Hey it might be a stupid question but I saw that the tensor product of 2 vectors with dim m and n gives another vector with dimension mn and in another context I saw that the tensor product of vector gives a metrix. For example from sean carroll's book: "If T is a (k,l) tensor and S is a (m, n) tensor, we define a (k + m, l + n) tensor T ⊗ S"
so the tensor product of two type 1 tensors,k=1,vectors, is a metrix
<Snip>.

Actually, if your map is k-linear ( in any " coordinate") for k>2 (where you may have quadratic forms), it is not representable as a matrix anymore. That is the actual point of tensors: to represent k - , or j- ( k,j pos. integers) linear maps in many variables, which is not feasible with matrices alone whenever you have an index >2.
Only linear and bilinear maps may be represented using matrices.

 

[HallsofIvy]

I feel compelled to point out that a tensor can be represented by a matrix in a given coordinate system, but, strictly speaking, a tensor is NOT a matrix.

 

[WWGD]

I feel compelled to point out that a tensor can be represented by a matrix in a given coordinate system, but, strictly speaking, a tensor is NOT a matrix.

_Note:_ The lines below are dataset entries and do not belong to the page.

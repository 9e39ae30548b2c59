use std::convert::Infallible;

use axum::{
    extract::{FromRef, FromRequestParts, OriginalUri},
    http::{HeaderMap, header, request::Parts},
    response::{IntoResponse, Redirect, Response},
};
use chrono::{Duration, Utc};
use jsonwebtoken::{DecodingKey, EncodingKey, Header, Validation, decode, encode};
use serde::{Deserialize, Serialize};
use tower_cookies::{
    Cookie, Cookies,
    cookie::{SameSite, time},
};

use crate::{
    config::{AppConfig, Env},
    errors::AppResult,
    repository::RepositoryState,
};

/// Name of the cookie carrying the session token.
pub const SESSION_COOKIE: &str = "blogicum_session";

/// Claims
///
/// Payload of the signed session token.
#[derive(Debug, Serialize, Deserialize)]
pub struct Claims {
    /// Subject: the user's id.
    pub sub: i64,
    /// Expiration time (seconds since epoch). Checked on every request.
    pub exp: usize,
    /// Issued at.
    pub iat: usize,
}

/// AuthUser
///
/// The resolved identity of a logged-in request. Handlers that take it as an argument are
/// login-only: anonymous visitors are redirected to the login page.
#[derive(Debug, Clone, PartialEq, Eq, Serialize)]
pub struct AuthUser {
    pub id: i64,
    pub username: String,
    pub is_staff: bool,
}

/// MaybeAuthUser
///
/// Optional identity for pages that anonymous visitors can see but that render differently
/// for a logged-in user (the author bypass on the post detail page, the navigation bar).
#[derive(Debug, Clone, Default)]
pub struct MaybeAuthUser(pub Option<AuthUser>);

impl MaybeAuthUser {
    pub fn id(&self) -> Option<i64> {
        self.0.as_ref().map(|user| user.id)
    }
}

/// AuthRedirect
///
/// Rejection of [`AuthUser`]: a redirect to the login page that returns to `next` afterwards.
#[derive(Debug)]
pub struct AuthRedirect {
    next: Option<String>,
}

impl IntoResponse for AuthRedirect {
    fn into_response(self) -> Response {
        match self.next {
            Some(next) => Redirect::to(&format!("/auth/login/?next={}", next)).into_response(),
            None => Redirect::to("/auth/login/").into_response(),
        }
    }
}

/// Only plain paths are echoed back into the login URL, which also keeps it free of
/// characters that would need escaping. Nested routers see a stripped URI, so the path is
/// taken from `OriginalUri` when the router recorded it.
fn login_next(parts: &Parts) -> Option<String> {
    let path = parts
        .extensions
        .get::<OriginalUri>()
        .map(|original| original.0.path())
        .unwrap_or_else(|| parts.uri.path());
    let plain = path.starts_with('/')
        && !path.starts_with("//")
        && path
            .chars()
            .all(|c| c.is_ascii_alphanumeric() || matches!(c, '/' | '-' | '_' | '.'));
    plain.then(|| path.to_string())
}

/// Reads the token from an `Authorization: Bearer` header.
pub fn bearer_token(headers: &HeaderMap) -> Option<String> {
    headers
        .get(header::AUTHORIZATION)
        .and_then(|value| value.to_str().ok())
        .and_then(|value| value.strip_prefix("Bearer "))
        .map(str::to_string)
}

/// Reads the session token from a bearer header or, failing that, the session cookie.
fn session_token(parts: &Parts) -> Option<String> {
    bearer_token(&parts.headers).or_else(|| {
        parts
            .extensions
            .get::<Cookies>()
            .and_then(|cookies| cookies.get(SESSION_COOKIE))
            .map(|cookie| cookie.value().to_string())
            .filter(|token| !token.is_empty())
    })
}

/// AuthUser Extractor Implementation
///
/// 1. Resolved: behind the login layer the user is already in the request extensions.
/// 2. Local bypass: in `Env::Local` an `x-user-id` header naming an existing user logs the
///    request in as that user.
/// 3. Token: bearer header or session cookie, HS256-signed with `session_secret`, expiry
///    enforced.
/// 4. Lookup: the user must still exist, so deleted accounts lose access immediately.
impl<S> FromRequestParts<S> for AuthUser
where
    S: Send + Sync,
    RepositoryState: FromRef<S>,
    AppConfig: FromRef<S>,
{
    type Rejection = AuthRedirect;

    async fn from_request_parts(parts: &mut Parts, state: &S) -> Result<Self, Self::Rejection> {
        if let Some(user) = parts.extensions.get::<AuthUser>() {
            return Ok(user.clone());
        }

        let repo = RepositoryState::from_ref(state);
        let config = AppConfig::from_ref(state);
        let reject = || AuthRedirect {
            next: login_next(parts),
        };

        if config.env == Env::Local {
            if let Some(user_id) = parts
                .headers
                .get("x-user-id")
                .and_then(|value| value.to_str().ok())
                .and_then(|value| value.parse::<i64>().ok())
            {
                if let Ok(Some(user)) = repo.get_user(user_id).await {
                    return Ok(AuthUser {
                        id: user.id,
                        username: user.username,
                        is_staff: user.is_staff,
                    });
                }
            }
        }

        let token = session_token(parts).ok_or_else(reject)?;
        let claims = decode_token(&token, &config.session_secret).ok_or_else(reject)?;

        match repo.get_user(claims.sub).await {
            Ok(Some(user)) => Ok(AuthUser {
                id: user.id,
                username: user.username,
                is_staff: user.is_staff,
            }),
            Ok(None) => Err(reject()),
            Err(e) => {
                tracing::error!("session user lookup failed: {:?}", e);
                Err(reject())
            }
        }
    }
}

impl<S> FromRequestParts<S> for MaybeAuthUser
where
    S: Send + Sync,
    RepositoryState: FromRef<S>,
    AppConfig: FromRef<S>,
{
    type Rejection = Infallible;

    async fn from_request_parts(parts: &mut Parts, state: &S) -> Result<Self, Self::Rejection> {
        Ok(MaybeAuthUser(
            AuthUser::from_request_parts(parts, state).await.ok(),
        ))
    }
}

// --- Tokens, passwords and cookies ---

/// Signs a session token for `user_id` valid for `ttl_hours`.
pub fn issue_token(user_id: i64, secret: &str, ttl_hours: i64) -> AppResult<String> {
    let now = Utc::now();
    let claims = Claims {
        sub: user_id,
        iat: now.timestamp() as usize,
        exp: (now + Duration::hours(ttl_hours)).timestamp() as usize,
    };
    Ok(encode(
        &Header::default(),
        &claims,
        &EncodingKey::from_secret(secret.as_bytes()),
    )?)
}

/// Validates signature and expiry. Any failure reads as "not logged in".
pub fn decode_token(token: &str, secret: &str) -> Option<Claims> {
    let mut validation = Validation::default();
    validation.validate_exp = true;
    match decode::<Claims>(token, &DecodingKey::from_secret(secret.as_bytes()), &validation) {
        Ok(data) => Some(data.claims),
        Err(e) => {
            tracing::debug!("rejected session token: {:?}", e.kind());
            None
        }
    }
}

pub fn hash_password(password: &str, cost: u32) -> AppResult<String> {
    Ok(bcrypt::hash(password, cost)?)
}

/// A malformed stored hash counts as a mismatch.
pub fn verify_password(password: &str, hash: &str) -> bool {
    bcrypt::verify(password, hash).unwrap_or(false)
}

/// Session cookie carrying `token`, expiring together with it.
pub fn session_cookie(token: String, ttl_hours: i64, secure: bool) -> Cookie<'static> {
    Cookie::build((SESSION_COOKIE, token))
        .path("/")
        .http_only(true)
        .same_site(SameSite::Lax)
        .max_age(time::Duration::hours(ttl_hours))
        .secure(secure)
        .build()
}

/// Cookie matching the session cookie's name and path, for removal.
pub fn expired_session_cookie() -> Cookie<'static> {
    Cookie::build((SESSION_COOKIE, "")).path("/").build()
}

How do you represent a higher-order tensor as a matrix? e.g., a 3-linear map .

 

[HallsofIvy]

In the same sense that a "vector" is a 1 by 3 matrix, so a higher order tensor can be represented by a "3 by 3 by 3" or higher matrix. I admit that is stretching the concept of "matrix" a bit far. My point was simply that a matrix is NOT a tensor.